6 comments

  • areoform 115 days ago

    > The company said the users who were affected chose the option in Facebook’s Messenger app to have their voice chats transcribed. The contractors were checking whether Facebook’s artificial intelligence correctly interpreted the messages, which were anonymized.

    Where exactly is this setting? I've looked through Facebook's settings and Messenger's settings, but this option is rarer than a cheap white truffle. Does anyone know?

  • minimaxir 115 days ago

    Unlike previous articles about tech-companies-listening-to-user-audio, this is over voice transcription rather than smart speaker QA.

    Facebook does have a smart speaker (Portal) with voice commands (https://portal.facebook.com/help/2149102838698668/) but that isn't mentioned in the article.

    • cameronbrown 115 days ago

      Paywall Workaround: https://outline.com/pyzYAB

      • pmantas 115 days ago

        Am I the only one who see’s a problem with them actively working to convert a non-indexable data source into indexable and searchable one?

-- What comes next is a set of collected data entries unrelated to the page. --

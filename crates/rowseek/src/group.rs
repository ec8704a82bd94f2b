//! Boolean groups of conditions.
//!
//! A [`QueryGroup`] joins its parts with a single [`Conjunction`]. Parts are
//! conditions or nested groups, so a whole query is one tree of groups.

use std::fmt;

use crate::comparer::Comparer;
use crate::error::Result;
use crate::op::Operator;
use crate::path::FlatRow;

/// The logical operator applied across a group's direct children.
#[derive(Debug, Clone, Copy, PartialEq, Eq, Hash, Default)]
pub enum Conjunction {
    /// Every part must match. An empty AND group matches.
    #[default]
    And,
    /// At least one part must match. An empty OR group does not match.
    Or,
}

impl Conjunction {
    pub fn as_str(self) -> &'static str {
        match self {
            Conjunction::And => "and",
            Conjunction::Or => "or",
        }
    }
}

impl fmt::Display for Conjunction {
    fn fmt(&self, f: &mut fmt::Formatter<'_>) -> fmt::Result {
        f.write_str(self.as_str())
    }
}

/// A direct child of a [`QueryGroup`].
#[derive(Debug, Clone)]
pub enum Part {
    Compare(Comparer),
    Group(QueryGroup),
    /// A condition whose operator is not recognised. It never matches.
    Unknown { left: String, operator: String },
}

impl Part {
    fn matches(&self, row: &FlatRow) -> Result<bool> {
        match self {
            Part::Compare(comparer) => comparer.matches(row),
            Part::Group(group) => group.matches(row),
            Part::Unknown { .. } => Ok(false),
        }
    }
}

/// A group of conditions sharing one conjunction.
///
/// # Example
///
/// ```
/// use rowseek::{flatten, Conjunction, Operator, QueryGroup};
/// use serde_json::json;
///
/// // (age > 10 and status === single) or progress == /^9/
/// let inner = QueryGroup::new(Conjunction::And)
///     .add_compare("age", Operator::Gt, "10")
///     .add_compare("status", Operator::Eq, "single");
/// let query = QueryGroup::new(Conjunction::Or)
///     .add_group(inner)
///     .add_compare("progress", Operator::Matches, "/^9/");
///
/// let row = flatten(&json!({"age": 4, "status": "single", "progress": 93}));
/// assert!(query.matches(&row).unwrap());
/// ```
#[derive(Debug, Clone, Default)]
pub struct QueryGroup {
    conjunction: Conjunction,
    parts: Vec<Part>,
}

impl QueryGroup {
    /// Creates an empty group.
    pub fn new(conjunction: Conjunction) -> Self {
        QueryGroup {
            conjunction,
            parts: Vec::new(),
        }
    }

    pub fn from_parts(conjunction: Conjunction, parts: Vec<Part>) -> Self {
        QueryGroup { conjunction, parts }
    }

    pub fn conjunction(&self) -> Conjunction {
        self.conjunction
    }

    pub fn parts(&self) -> &[Part] {
        &self.parts
    }

    pub fn is_empty(&self) -> bool {
        self.parts.is_empty()
    }

    /// Adds a condition, compiling its literal for the operator.
    ///
    /// A pattern that cannot be compiled even as literal text is skipped.
    pub fn add_compare(
        mut self,
        left: impl Into<String>,
        op: Operator,
        right: impl Into<serde_json::Value>,
    ) -> Self {
        if let Some(comparer) = Comparer::new(left, op, right) {
            self.parts.push(Part::Compare(comparer));
        }
        self
    }

    /// Adds an already-built condition.
    pub fn push_comparer(&mut self, comparer: Comparer) {
        self.parts.push(Part::Compare(comparer));
    }

    /// Adds a nested group.
    pub fn add_group(mut self, group: QueryGroup) -> Self {
        self.parts.push(Part::Group(group));
        self
    }

    pub fn push_group(&mut self, group: QueryGroup) {
        self.parts.push(Part::Group(group));
    }

    /// Evaluates the group against a flattened, formatted row.
    ///
    /// AND stops at the first part that does not match, OR at the first
    /// that does. Evaluation errors from a part stop the walk and are
    /// returned as-is.
    pub fn matches(&self, row: &FlatRow) -> Result<bool> {
        match self.conjunction {
            Conjunction::And => {
                for part in &self.parts {
                    if !part.matches(row)? {
                        return Ok(false);
                    }
                }
                Ok(true)
            }
            Conjunction::Or => {
                for part in &self.parts {
                    if part.matches(row)? {
                        return Ok(true);
                    }
                }
                Ok(false)
            }
        }
    }

    /// Every row path read by a condition in this tree, in order of
    /// appearance, without duplicates.
    pub fn paths(&self) -> Vec<&str> {
        let mut paths = Vec::new();
        self.collect_paths(&mut paths);
        paths
    }

    fn collect_paths<'a>(&'a self, acc: &mut Vec<&'a str>) {
        for part in &self.parts {
            match part {
                Part::Compare(comparer) => {
                    if !acc.contains(&comparer.left()) {
                        acc.push(comparer.left());
                    }
                }
                Part::Group(group) => group.collect_paths(acc),
                Part::Unknown { .. } => {}
            }
        }
    }
}
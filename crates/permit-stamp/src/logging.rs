//! Process-wide tracing setup. `log` records from this crate and its
//! dependencies are forwarded into the same subscriber.

use std::str::FromStr;
use std::sync::Once;

use tracing_log::LogTracer;
use tracing_subscriber::{layer::SubscriberExt, EnvFilter};

/// Environment variable holding the filter directives.
pub const LOG_ENV_VAR: &str = "PERMIT_STAMP_LOG";

const DEFAULT_LOG_FILTER: &str = "info";

static INIT: Once = Once::new();

#[derive(Debug, Clone, Copy, Default, PartialEq, Eq)]
pub enum LogFormat {
    #[default]
    Plain,
    Json,
}

impl FromStr for LogFormat {
    type Err = String;

    fn from_str(s: &str) -> Result<Self, Self::Err> {
        match s.to_ascii_lowercase().as_str() {
            "plain" | "text" => Ok(LogFormat::Plain),
            "json" => Ok(LogFormat::Json),
            other => Err(format!("Unknown log format '{}'", other)),
        }
    }
}

fn env_filter() -> EnvFilter {
    EnvFilter::try_from_env(LOG_ENV_VAR).unwrap_or_else(|_| EnvFilter::new(DEFAULT_LOG_FILTER))
}

/// Installs the global subscriber. Only the first call has an effect, and
/// nothing is replaced if the host already installed a subscriber.
pub fn init_logging(format: LogFormat) {
    INIT.call_once(|| {
        let registry = tracing_subscriber::registry().with(env_filter());
        let installed = match format {
            LogFormat::Plain => tracing::subscriber::set_global_default(
                registry.with(tracing_subscriber::fmt::layer()),
            ),
            LogFormat::Json => tracing::subscriber::set_global_default(
                registry.with(tracing_subscriber::fmt::layer().json()),
            ),
        };
        if installed.is_err() {
            return;
        }
        // A `log` logger may already exist; records then stay with it.
        let _ = LogTracer::init();
    });
}
use serde::{Deserialize, Serialize};

#[derive(Debug, Clone, Serialize, Deserialize)]
#[serde(rename_all = "camelCase")]
pub struct StampingSettings {
    pub version: String,
    /// MIME types the stamping service can render a stamp onto.
    #[serde(default = "default_stampable_mimes")]
    pub stampable_mimes: Vec<String>,
    /// Application states from which attachments count as post-verdict.
    #[serde(default = "default_post_verdict_states")]
    pub post_verdict_states: Vec<String>,
    /// Language code sent with stamp requests.
    #[serde(default = "default_language")]
    pub language: String,
    #[serde(default)]
    pub api: ApiConfig,
    #[serde(default)]
    pub polling: PollingConfig,
}

fn default_stampable_mimes() -> Vec<String> {
    [
        "application/pdf",
        "image/jpeg",
        "image/png",
        "image/tiff",
        "image/gif",
    ]
    .iter()
    .map(|m| m.to_string())
    .collect()
}

fn default_post_verdict_states() -> Vec<String> {
    [
        "verdictGiven",
        "foremanVerdictGiven",
        "agreementPrepared",
        "agreementSigned",
        "constructionStarted",
        "inUse",
        "onHold",
        "appealed",
        "final",
        "closed",
        "ready",
        "finished",
    ]
    .iter()
    .map(|s| s.to_string())
    .collect()
}

fn default_language() -> String {
    "fi".to_string()
}

impl Default for StampingSettings {
    fn default() -> Self {
        Self {
            version: "1.0".to_string(),
            stampable_mimes: default_stampable_mimes(),
            post_verdict_states: default_post_verdict_states(),
            language: default_language(),
            api: ApiConfig::default(),
            polling: PollingConfig::default(),
        }
    }
}

#[derive(Debug, Clone, Serialize, Deserialize)]
#[serde(rename_all = "camelCase")]
pub struct ApiConfig {
    #[serde(default = "default_base_url")]
    pub base_url: String,
    #[serde(default = "default_connect_timeout")]
    pub connect_timeout_secs: u64,
    /// No request timeout unless configured; a stalled poll keeps waiting.
    #[serde(default)]
    pub request_timeout_secs: Option<u64>,
}

fn default_base_url() -> String {
    "http://localhost:8000".to_string()
}

fn default_connect_timeout() -> u64 {
    10
}

impl Default for ApiConfig {
    fn default() -> Self {
        Self {
            base_url: default_base_url(),
            connect_timeout_secs: default_connect_timeout(),
            request_timeout_secs: None,
        }
    }
}

#[derive(Debug, Clone, Copy, PartialEq, Eq, Default, Serialize, Deserialize)]
#[serde(rename_all = "lowercase")]
pub enum PollStrategy {
    /// Re-issue the poll as soon as the previous response arrives.
    #[default]
    Immediate,
    Fixed,
    Exponential,
}

#[derive(Debug, Clone, Serialize, Deserialize)]
#[serde(rename_all = "camelCase")]
pub struct PollingConfig {
    #[serde(default)]
    pub strategy: PollStrategy,
    #[serde(default = "default_interval_ms")]
    pub interval_ms: u64,
    #[serde(default = "default_max_interval_ms")]
    pub max_interval_ms: u64,
    /// Consecutive transport failures tolerated before polling is interrupted.
    #[serde(default = "default_max_failures")]
    pub max_consecutive_failures: u32,
}

fn default_interval_ms() -> u64 {
    1000
}

fn default_max_interval_ms() -> u64 {
    30_000
}

fn default_max_failures() -> u32 {
    3
}

impl Default for PollingConfig {
    fn default() -> Self {
        Self {
            strategy: PollStrategy::default(),
            interval_ms: default_interval_ms(),
            max_interval_ms: default_max_interval_ms(),
            max_consecutive_failures: default_max_failures(),
        }
    }
}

        • kerng 115 days ago

          Is it from WhatsApp audio conversations? Or just random recordings through the apps - which Zuckerberg denied before?

          • Calvin02 115 days ago

            RTFA - "The company said the users who were affected chose the option in Facebook’s Messenger app to have their voice chats transcribed. The contractors were checking whether Facebook’s artificial intelligence correctly interpreted the messages, which were anonymized."

            • dekhn 114 days ago

              This sounds totally reasonable to me? Low quality machine learning algorithm needs human labellers?

              • vokep 113 days ago

                But why sample on realworld data from non-employees?

                • dekhn 112 days ago

                  Huh? Because that's the product you're trying to improve!

          • sgt101 115 days ago

            Is it fair to wonder why they are using people when automagical Ai transcription should do this for them like the man from Google/deepmind/amazon/IBM/Microsoft said? Or is FAIRs really not up to much?

            • ipsum2 115 days ago

              Not exactly sure what you're asking, but all tech companies hire people to transcribe audio precisely to gather data to train ML models to do transcription.

              • derefr 115 days ago

                Is there a reason that these ML models are being hoarded as "secret sauce" when, for these companies, all the rivals they're concerned about also have all the resources required to build one that's nearly as good? It feels strange that we've got six different tech giants that have all independently spent tons of capital building up the training data required to sell people smart speakers/mobile speech control/etc. with these ML models, without any of them entering into cross-licensing agreements.

                It seems like it'd make a lot more sense for Apple, Google, Amazon, Facebook, etc. to all pool their training data in an "industry working group" to build and license out one "best" model, the way that IWGs are formed to build and license out e.g. AV codecs.

                • Calvin02 115 days ago

                  > "to all pool their training data"

                  The press would skewer them alive and politicians will have a field day about tech companies violating privacy and sharing data.

                  • Smithalicious 115 days ago

                    It's bad enough that one BigCorp has my data. I'd rather not have them also give it out to every other BigCorp

                    • etaioinshrdlu 115 days ago

                      ML is an extremely competitive field right now and everyone's trying to get an advantage over everyone else. Not too ripe for cooperation right now.

                      • solarkraft 115 days ago

                        It's the same reason car makers don't all use the same platform. Everyone is hoping to get a slight edge over the others to preform better in the market.

                      • sgt101 115 days ago

                        Hang on, everyone's been at this for years now - are we seriously saying that Facebook et-al don't have large training sets for speech transcription? Why are they still labelling this? Why do they need 100's of contractors?

                        I can see that a couple of folks might be engaged in carefully reviewing low confidence transcription events, but 100's?